### [Supplied information]
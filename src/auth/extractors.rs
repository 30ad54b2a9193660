use axum::{
    async_trait,
    extract::FromRequestParts,
    http::{request::Parts, StatusCode},
};
use uuid::Uuid;

use crate::state::AppState;

/// Extracts and strictly verifies the bearer access token, yielding the
/// subject id. Token verification stands alone here; nothing calls back
/// into the orchestrator.
pub struct AuthUser(pub Uuid);

#[async_trait]
impl FromRequestParts<AppState> for AuthUser {
    type Rejection = (StatusCode, String);

    async fn from_request_parts(
        parts: &mut Parts,
        state: &AppState,
    ) -> Result<Self, Self::Rejection> {
        let auth = parts
            .headers
            .get(axum::http::header::AUTHORIZATION)
            .and_then(|h| h.to_str().ok())
            .ok_or((
                StatusCode::UNAUTHORIZED,
                "missing Authorization header".into(),
            ))?;

        let token = auth
            .strip_prefix("Bearer ")
            .or_else(|| auth.strip_prefix("bearer "))
            .ok_or((StatusCode::UNAUTHORIZED, "invalid auth scheme".into()))?;

        let claims = state
            .signer
            .verify(token)
            .map_err(|_| (StatusCode::UNAUTHORIZED, "invalid or expired token".into()))?;

        Ok(AuthUser(claims.sub))
    }
}
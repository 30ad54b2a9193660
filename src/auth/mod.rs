use axum::Router;

use crate::state::AppState;

pub mod dto;
pub mod error;
pub mod handlers;
pub mod jwt;
pub mod password;
pub mod refresh;
pub mod repo;
pub mod service;
pub(crate) mod extractors;

pub fn router() -> Router<AppState> {
    handlers::auth_routes()
}
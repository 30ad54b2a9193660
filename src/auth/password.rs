use argon2::{
    password_hash::{PasswordHash, PasswordHasher, PasswordVerifier, SaltString},
    Argon2,
};
use rand::rngs::OsRng;
use tracing::{error, warn};

/// Hash a password with Argon2id and a fresh random salt. The salt and cost
/// parameters are embedded in the output string.
pub fn hash_password(plain: &str) -> anyhow::Result<String> {
    let salt = SaltString::generate(&mut OsRng);
    let argon2 = Argon2::default();
    let hash = argon2
        .hash_password(plain.as_bytes(), &salt)
        .map_err(|e| {
            error!(error = %e, "argon2 hash_password error");
            anyhow::anyhow!(e.to_string())
        })?
        .to_string();
    Ok(hash)
}

/// Verify a password against a stored hash. A stored hash that fails to
/// parse counts as a failed verification, not an error: the caller must not
/// be able to tell a corrupt hash from a wrong password.
pub fn verify_password(plain: &str, hash: &str) -> bool {
    let parsed = match PasswordHash::new(hash) {
        Ok(p) => p,
        Err(e) => {
            warn!(error = %e, "stored password hash failed to parse");
            return false;
        }
    };
    Argon2::default()
        .verify_password(plain.as_bytes(), &parsed)
        .is_ok()
}
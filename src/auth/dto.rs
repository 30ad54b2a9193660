use serde::{Deserialize, Serialize};
use time::OffsetDateTime;
use uuid::Uuid;

use crate::auth::repo::User;

/// Request body for user registration.
#[derive(Debug, Deserialize)]
pub struct RegisterRequest {
    pub first_name: String,
    pub last_name: String,
    pub email: String,
    pub password: String,
    pub confirm_password: String,
    pub role: Option<String>,
    pub phone_number: Option<String>,
}

/// Request body for login.
#[derive(Debug, Deserialize)]
pub struct LoginRequest {
    pub email: String,
    pub password: String,
}

/// Request body for token refresh: the (possibly expired) access token plus
/// the opaque refresh token it was issued alongside.
#[derive(Debug, Deserialize)]
pub struct RefreshRequest {
    pub token: String,
    pub refresh_token: String,
}

/// Partial profile update. An absent field or an empty string both mean
/// "leave unchanged"; see DESIGN.md.
#[derive(Debug, Default, Deserialize)]
pub struct ProfilePatch {
    pub first_name: Option<String>,
    pub last_name: Option<String>,
    pub phone_number: Option<String>,
    pub profile_picture: Option<String>,
    pub department: Option<String>,
    pub student_id: Option<String>,
}

/// Response returned after register, login or refresh.
#[derive(Debug, Serialize)]
pub struct AuthResponse {
    pub access_token: String,
    pub refresh_token: String,
    pub user_id: Uuid,
    pub email: String,
    pub first_name: String,
    pub last_name: String,
    pub role: String,
    #[serde(with = "time::serde::rfc3339")]
    pub expires_at: OffsetDateTime,
}

/// Public projection of a user record. Never carries the password hash or
/// the refresh-token pair.
#[derive(Debug, Serialize)]
pub struct UserProfile {
    pub id: Uuid,
    pub first_name: String,
    pub last_name: String,
    pub email: String,
    pub role: String,
    pub is_active: bool,
    #[serde(with = "time::serde::rfc3339")]
    pub created_at: OffsetDateTime,
    #[serde(with = "time::serde::rfc3339::option")]
    pub updated_at: Option<OffsetDateTime>,
    #[serde(with = "time::serde::rfc3339::option")]
    pub last_login: Option<OffsetDateTime>,
    pub phone_number: Option<String>,
    pub profile_picture: Option<String>,
    pub department: Option<String>,
    pub student_id: Option<String>,
}

impl From<User> for UserProfile {
    fn from(user: User) -> Self {
        Self {
            id: user.id,
            first_name: user.first_name,
            last_name: user.last_name,
            email: user.email,
            role: user.role,
            is_active: user.is_active,
            created_at: user.created_at,
            updated_at: user.updated_at,
            last_login: user.last_login,
            phone_number: user.phone_number,
            profile_picture: user.profile_picture,
            department: user.department,
            student_id: user.student_id,
        }
    }
}
use serde::Deserialize;
use thiserror::Error;

/// Minimum byte length accepted for the HS256 signing secret.
pub const MIN_JWT_SECRET_LEN: usize = 32;

/// Startup configuration failures. All of these are fatal: the service
/// refuses to boot rather than fall back to a guessable default key.
#[derive(Debug, Error)]
pub enum ConfigError {
    #[error("DATABASE_URL must be set")]
    MissingDatabaseUrl,
    #[error("JWT_SECRET must be set; there is no default signing key")]
    MissingJwtSecret,
    #[error("JWT_SECRET must be at least {MIN_JWT_SECRET_LEN} bytes, got {0}")]
    WeakJwtSecret(usize),
}

#[derive(Debug, Clone, Deserialize)]
pub struct JwtConfig {
    pub secret: String,
    pub issuer: String,
    pub audience: String,
}

#[derive(Debug, Clone, Deserialize)]
pub struct AppConfig {
    pub database_url: String,
    pub jwt: JwtConfig,
}

impl AppConfig {
    pub fn from_env() -> Result<Self, ConfigError> {
        let database_url =
            std::env::var("DATABASE_URL").map_err(|_| ConfigError::MissingDatabaseUrl)?;
        let secret = std::env::var("JWT_SECRET").map_err(|_| ConfigError::MissingJwtSecret)?;
        if secret.len() < MIN_JWT_SECRET_LEN {
            return Err(ConfigError::WeakJwtSecret(secret.len()));
        }
        let jwt = JwtConfig {
            secret,
            issuer: std::env::var("JWT_ISSUER").unwrap_or_else(|_| "signet".into()),
            audience: std::env::var("JWT_AUDIENCE").unwrap_or_else(|_| "signet-users".into()),
        };
        Ok(Self { database_url, jwt })
    }
}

### [Goal of the exercise]
A line qualifies when it holds the word "invalid"; report all qualifying lines from the records above.

### [Written answer]
            .ok_or((StatusCode::UNAUTHORIZED, "invalid auth scheme".into()))?;
            .map_err(|_| (StatusCode::UNAUTHORIZED, "invalid or expired token".into()))?;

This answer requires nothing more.